§ How to complete this task
Copy each line from the data that has the word "rate" in it.

§ Available data

....

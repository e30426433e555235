//! Integration tests for inline-XBRL fact extraction

use ledgerline_data::DataError;
use ledgerline_data::ixbrl::{FactExtractor, FactFilter, NO_CONTEXT_REF, is_numeric_token};
use rstest::rstest;
use std::io::Write;

/// A trimmed-down micro-entity accounts document in the shape Companies House serves.
const ACCOUNTS_XHTML: &str = r#"<?xml version="1.0" encoding="UTF-8"?>
<html xmlns="http://www.w3.org/1999/xhtml"
      xmlns:ix="http://www.xbrl.org/2013/inlineXBRL"
      xmlns:xbrli="http://www.xbrl.org/2003/instance"
      xmlns:core="http://xbrl.frc.org.uk/fr/2023-01-01/core"
      xmlns:bus="http://xbrl.frc.org.uk/cd/2023-01-01/business">
<head><title>Acme Ltd - Accounts</title></head>
<body>
  <div style="display:none">
    <ix:header>
      <ix:hidden>
        <ix:nonNumeric name="bus:EntityCurrentLegalOrRegisteredName" contextRef="FY2024">ACME LTD</ix:nonNumeric>
      </ix:hidden>
      <ix:resources>
        <xbrli:context id="FY2024"><xbrli:entity><xbrli:identifier scheme="http://www.companieshouse.gov.uk/">01234567</xbrli:identifier></xbrli:entity></xbrli:context>
      </ix:resources>
    </ix:header>
  </div>
  <table>
    <tr>
      <td>Fixed assets</td>
      <td><ix:nonFraction name="core:FixedAssets" contextRef="FY2024" unitRef="GBP" decimals="0" format="ixt:num-dot-decimal">12,500</ix:nonFraction></td>
      <td><ix:nonFraction name="core:FixedAssets" contextRef="FY2023" unitRef="GBP" decimals="0">11,000</ix:nonFraction></td>
    </tr>
    <tr>
      <td>Net current liabilities</td>
      <td>(<ix:nonFraction name="core:NetCurrentAssetsLiabilities" contextRef="FY2024" unitRef="GBP" decimals="0" sign="-">3,200</ix:nonFraction>)</td>
    </tr>
    <tr>
      <td>Average employees</td>
      <td><ix:nonFraction name="core:AverageNumberEmployeesDuringPeriod" contextRef="FY2024" unitRef="pure" decimals="0">4</ix:nonFraction></td>
    </tr>
  </table>
  <p>Director: <ix:nonNumeric name="bus:NameEntityOfficer" contextRef="FY2024">Jane Doe</ix:nonNumeric></p>
  <p>Turnover: <ix:nonFraction name="core:Turnover" contextRef="FY2024">N/A</ix:nonFraction></p>
</body>
</html>
"#;

#[rstest]
#[case::grouped_decimal("1,234.00", true)]
#[case::plain("42", true)]
#[case::zero("0", true)]
#[case::text("N/A", false)]
#[case::parenthesised_negative("(500)", false)]
#[case::minus_negative("-500", false)]
#[case::empty("", false)]
#[case::only_separators(",.", false)]
#[case::currency_prefix("\u{a3}100", false)]
fn test_numeric_filter(#[case] value: &str, #[case] kept: bool) {
    assert_eq!(is_numeric_token(value), kept);
    assert_eq!(FactFilter::NumericOnly.accepts(value), kept);
    assert!(FactFilter::All.accepts(value));
}

#[test]
fn test_accounts_document_numeric_facts() {
    let facts = FactExtractor::new().extract_str(ACCOUNTS_XHTML).unwrap();

    let names: Vec<&str> = facts.names().collect();
    assert_eq!(
        names,
        vec![
            "core:FixedAssets",
            "core:NetCurrentAssetsLiabilities",
            "core:AverageNumberEmployeesDuringPeriod",
        ]
    );

    // Both periods, in document order
    let fixed_assets = facts.get("core:FixedAssets").unwrap();
    assert_eq!(fixed_assets.len(), 2);
    assert_eq!(fixed_assets[0], ("FY2024".to_string(), "12,500".to_string()));
    assert_eq!(fixed_assets[1], ("FY2023".to_string(), "11,000".to_string()));

    // The sign attribute is not applied; the displayed digits are kept
    assert_eq!(
        facts.get("core:NetCurrentAssetsLiabilities").unwrap()[0].1,
        "3,200"
    );

    // Text facts and non-numeric values are dropped
    assert!(facts.get("bus:NameEntityOfficer").is_none());
    assert!(facts.get("core:Turnover").is_none());
}

#[test]
fn test_accounts_document_all_facts() {
    let facts = FactExtractor::with_filter(FactFilter::All)
        .extract_str(ACCOUNTS_XHTML)
        .unwrap();

    assert_eq!(facts.len(), 6);
    assert_eq!(
        facts.get("bus:EntityCurrentLegalOrRegisteredName").unwrap()[0].1,
        "ACME LTD"
    );
    assert_eq!(facts.get("bus:NameEntityOfficer").unwrap()[0].1, "Jane Doe");
    assert_eq!(facts.get("core:Turnover").unwrap()[0].1, "N/A");
}

#[test]
fn test_extraction_is_idempotent() {
    let extractor = FactExtractor::new();
    let first = extractor.extract_str(ACCOUNTS_XHTML).unwrap();
    let second = extractor.extract_str(ACCOUNTS_XHTML).unwrap();
    assert_eq!(first, second);
    assert_eq!(
        serde_json::to_string(&first).unwrap(),
        serde_json::to_string(&second).unwrap()
    );
}

#[test]
fn test_extract_from_file() {
    let mut file = tempfile::NamedTempFile::new().unwrap();
    file.write_all(ACCOUNTS_XHTML.as_bytes()).unwrap();
    file.flush().unwrap();

    let from_file = FactExtractor::new().extract_path(file.path()).unwrap();
    let from_str = FactExtractor::new().extract_str(ACCOUNTS_XHTML).unwrap();
    assert_eq!(from_file, from_str);
}

#[test]
fn test_missing_file_is_extraction_failure() {
    let dir = tempfile::tempdir().unwrap();
    let result = FactExtractor::new().extract_path(&dir.path().join("gone.xhtml"));
    assert!(matches!(result, Err(DataError::ExtractionFailed(_))));
}

#[test]
fn test_not_xml_is_extraction_failure() {
    let result = FactExtractor::new().extract_str("<html><body><p>unclosed</body></html>");
    assert!(matches!(result, Err(DataError::ExtractionFailed(_))));
}

#[test]
fn test_truncated_document_is_extraction_failure() {
    let truncated = &ACCOUNTS_XHTML[..ACCOUNTS_XHTML.find("12,500").unwrap()];
    let result = FactExtractor::new().extract_str(truncated);
    assert!(matches!(result, Err(DataError::ExtractionFailed(_))));
}

#[test]
fn test_document_without_facts_is_empty() {
    let facts = FactExtractor::new()
        .extract_str(r#"<html xmlns="http://www.w3.org/1999/xhtml"><body><p>Scanned accounts</p></body></html>"#)
        .unwrap();
    assert!(facts.is_empty());
}

#[test]
fn test_missing_context_ref_default() {
    let facts = FactExtractor::new()
        .extract_str(r#"<html xmlns:ix="http://www.xbrl.org/2013/inlineXBRL"><ix:nonFraction name="core:Equity">10</ix:nonFraction></html>"#)
        .unwrap();
    assert_eq!(facts.get("core:Equity").unwrap()[0].0, NO_CONTEXT_REF);
}

#[test]
fn test_declared_latin1_encoding_is_honoured() {
    let latin1: &[u8] = b"<?xml version=\"1.0\" encoding=\"ISO-8859-1\"?>\n\
<html xmlns:ix=\"http://www.xbrl.org/2013/inlineXBRL\"><body>\
<p><ix:nonNumeric name=\"bus:TurnoverNote\" contextRef=\"c\">Turnover \xA3</ix:nonNumeric></p>\
<p><ix:nonFraction name=\"core:Equity\" contextRef=\"c\">1,234</ix:nonFraction></p>\
</body></html>";

    let facts = FactExtractor::new().extract_reader(latin1).unwrap();
    assert_eq!(facts.names().collect::<Vec<_>>(), vec!["core:Equity"]);
    assert_eq!(
        facts.get("core:Equity").unwrap()[0],
        ("c".to_string(), "1,234".to_string())
    );

    let all = FactExtractor::with_filter(FactFilter::All)
        .extract_reader(latin1)
        .unwrap();
    assert_eq!(all.get("bus:TurnoverNote").unwrap()[0].1, "Turnover \u{a3}");
}

#[test]
fn test_unknown_entity_keeps_sibling_facts() {
    let xhtml = r#"<html xmlns:ix="http://www.xbrl.org/2013/inlineXBRL"><body>
<ix:nonNumeric name="bus:PolicyNote" contextRef="c">Depreciated at &frac12; rate</ix:nonNumeric>
<ix:nonFraction name="core:Equity" contextRef="c">1,234</ix:nonFraction>
</body></html>"#;

    let facts = FactExtractor::new().extract_str(xhtml).unwrap();
    assert_eq!(facts.get("core:Equity").unwrap()[0].1, "1,234");
    assert!(facts.get("bus:PolicyNote").is_none());

    let all = FactExtractor::with_filter(FactFilter::All)
        .extract_str(xhtml)
        .unwrap();
    assert_eq!(
        all.get("bus:PolicyNote").unwrap()[0].1,
        "Depreciated at &frac12; rate"
    );
}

....

§ Your solution
<ix:nonNumeric name="bus:PolicyNote" contextRef="c">Depreciated at &frac12; rate</ix:nonNumeric>
        "Depreciated at &frac12; rate"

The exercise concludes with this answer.